There's just one review of the Mason book at Amazon, and we got 2 out of 5 stars.
Pretty painful. I think most of the reviewer's comments are off-base. The first criticism is that the book is aimed at people who already know mod_perl and Mason. I can't speak to the latter, since I can't read the book as someone who doesn't know Mason, but I can say there is not much particularly mod_perl specific code that couldn't be done almost identically with CGI.pm, and there just isn't that much mod_perl stuff in general. I don't think you need to know Mason already to find the book useful. At least, it goes through everything the docs that come with Mason cover, in more detail. If the existing docs were sufficient for Mason's current (large) user base, I'd assume that the book can only be an improvement for new users.
The review also says that the book doesn't have enough practical examples until chapter 8. I think there's some truth to this, and we do say in the preface that readers may want to read chapter 8 after the intro. OTOH, I'm not sure that we could have put a lot of "practical" examples in the earlier chapters, since many practical examples require you to understand more than just the basics. But that doesn't mean the examples couldn't be better, and some of them may be too contrived. I think many books which aim to introduce a topic suffer from this problem, and I'm not sure that it's actually solvable.
I do think it's funny that the reviewer called those earlier chapters "academic" and "theoretical". I'm not sure how learning the basics needed to build real appliations could be considered academic or theoretical.
Yet another complaint is that in Chapter 8 the example site uses Alzabo for all the database bits. The reviewer thought that this module is "not very well known". True, but the only well-known module for talking to a database is DBI, and there's no way in hell I was going to stick raw DBI and SQL into the components. Mason is about presentation, not logic. Combining the two is just bad design, and most of chapter 9 talks about exactly this concern. Plus jamming all the logic in the the components would make them even bigger than they already are.

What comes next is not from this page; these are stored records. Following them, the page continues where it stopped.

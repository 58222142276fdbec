//! Image loading: decodes user-supplied bytes into a [`SourceImage`].

use image::RgbaImage;
use sha2::{Digest, Sha256};
use std::path::Path;
use std::sync::Arc;
use thiserror::Error;

/// Largest width or height accepted by default.
pub const DEFAULT_MAX_DIMENSION: u32 = 8192;

#[derive(Error, Debug)]
pub enum LoaderError {
    #[error("unreadable image file: {0}")]
    UnreadableFile(String),
    #[error("image is {width}x{height}, larger than the {max}px limit")]
    TooLarge { width: u32, height: u32, max: u32 },
    #[error("failed to read {path}: {source}")]
    Io {
        path: String,
        #[source]
        source: std::io::Error,
    },
}

/// Bounds applied before an image is accepted.
#[derive(Debug, Clone, Copy, PartialEq, Eq)]
pub struct LoadLimits {
    pub max_dimension: u32,
}

impl Default for LoadLimits {
    fn default() -> Self {
        Self {
            max_dimension: DEFAULT_MAX_DIMENSION,
        }
    }
}

/// The user-provided picture, decoded at its natural size.
///
/// Cloning is cheap: pixels are shared.
#[derive(Debug, Clone, PartialEq)]
pub struct SourceImage {
    pixels: Arc<RgbaImage>,
    mime_type: &'static str,
    digest: String,
    name: Option<String>,
}

impl SourceImage {
    /// Wrap an already-decoded raster. The digest is taken over the raw pixels.
    pub fn from_rgba(pixels: RgbaImage) -> Self {
        let digest = hex_digest(pixels.as_raw());
        Self {
            pixels: Arc::new(pixels),
            mime_type: "image/png",
            digest,
            name: None,
        }
    }

    pub fn pixels(&self) -> &RgbaImage {
        &self.pixels
    }

    pub fn width(&self) -> u32 {
        self.pixels.width()
    }

    pub fn height(&self) -> u32 {
        self.pixels.height()
    }

    /// MIME type of the encoded input (e.g. `image/jpeg`).
    pub fn mime_type(&self) -> &'static str {
        self.mime_type
    }

    /// Lowercase hex SHA-256 of the encoded input bytes.
    pub fn digest(&self) -> &str {
        &self.digest
    }

    pub fn name(&self) -> Option<&str> {
        self.name.as_deref()
    }

    pub fn with_name(mut self, name: impl Into<String>) -> Self {
        self.name = Some(name.into());
        self
    }
}

/// Whether a MIME type belongs to the `image/*` family.
pub fn accepts_mime(mime: &str) -> bool {
    mime.trim()
        .to_ascii_lowercase()
        .strip_prefix("image/")
        .is_some_and(|sub| !sub.is_empty())
}

/// Decode an in-memory image. The format is sniffed from content.
pub fn load_image(bytes: &[u8], limits: &LoadLimits) -> Result<SourceImage, LoaderError> {
    let format = image::guess_format(bytes)
        .map_err(|e| LoaderError::UnreadableFile(format!("unrecognised format: {e}")))?;

    let decoded = image::load_from_memory_with_format(bytes, format)
        .map_err(|e| LoaderError::UnreadableFile(e.to_string()))?;

    let (width, height) = (decoded.width(), decoded.height());
    if width == 0 || height == 0 {
        return Err(LoaderError::UnreadableFile("image dimensions are zero".into()));
    }
    if width > limits.max_dimension || height > limits.max_dimension {
        return Err(LoaderError::TooLarge {
            width,
            height,
            max: limits.max_dimension,
        });
    }

    let image = SourceImage {
        pixels: Arc::new(decoded.into_rgba8()),
        mime_type: format.to_mime_type(),
        digest: hex_digest(bytes),
        name: None,
    };

    tracing::debug!(
        width,
        height,
        mime = image.mime_type,
        digest = %image.digest,
        "image loaded"
    );

    Ok(image)
}

/// Read and decode an image file. The file name is kept for display.
pub fn load_image_file(path: &Path, limits: &LoadLimits) -> Result<SourceImage, LoaderError> {
    let bytes = std::fs::read(path).map_err(|source| LoaderError::Io {
        path: path.display().to_string(),
        source,
    })?;

    let image = load_image(&bytes, limits)?;
    Ok(match path.file_name().and_then(|n| n.to_str()) {
        Some(name) => image.with_name(name),
        None => image,
    })
}

/// SHA-256 of `bytes` as lowercase hex.
pub fn hex_digest(bytes: &[u8]) -> String {
    format!("{:x}", Sha256::digest(bytes))
}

In other words, logic belongs in modules. So even if I didn't use Alzabo, I'd just have to write custom modules to wrap the SQL, and any custom modules would have an even less well-known API. That would hardly be an improvement.
Finally, the reviewer says there aren't enough graphics or screenshots. There are certainly very few. I'm not a very visual person (I prefer reading text) so that may explain why I only thought of one place to put a graphic in the chapters I wrote. I can't speak for Ken. Suggestions for additional graphics in future editions would of course be welcome, but I can't think of any places crying out for a graphic in the current edition.
Anyway, I just had to get this off my chest, because I think these criticisms are at least partially bogus.
If anyone reading this _liked_ the book, I'd be thrilled if you'd post a review. If you didn't like it, you can post one too, of course ;)
And BTW, yes, maybe convince someone to write a Slashdot review. Michel's Slashdot review of my book seemed to definitely get people's attention.
So far, I've only read chapter 1, comparing Mason to the other template Perl modules out there, and to PHP, and I must say: I like it. It gives me enough incentive to, one day, try out mod_perl+Mason. Without it, the threshold would just be too high.
And, of course, one day I'll read (most of) the rest of the book. Maybe even buy it. But I'll have to be hooked on Mason before that happens.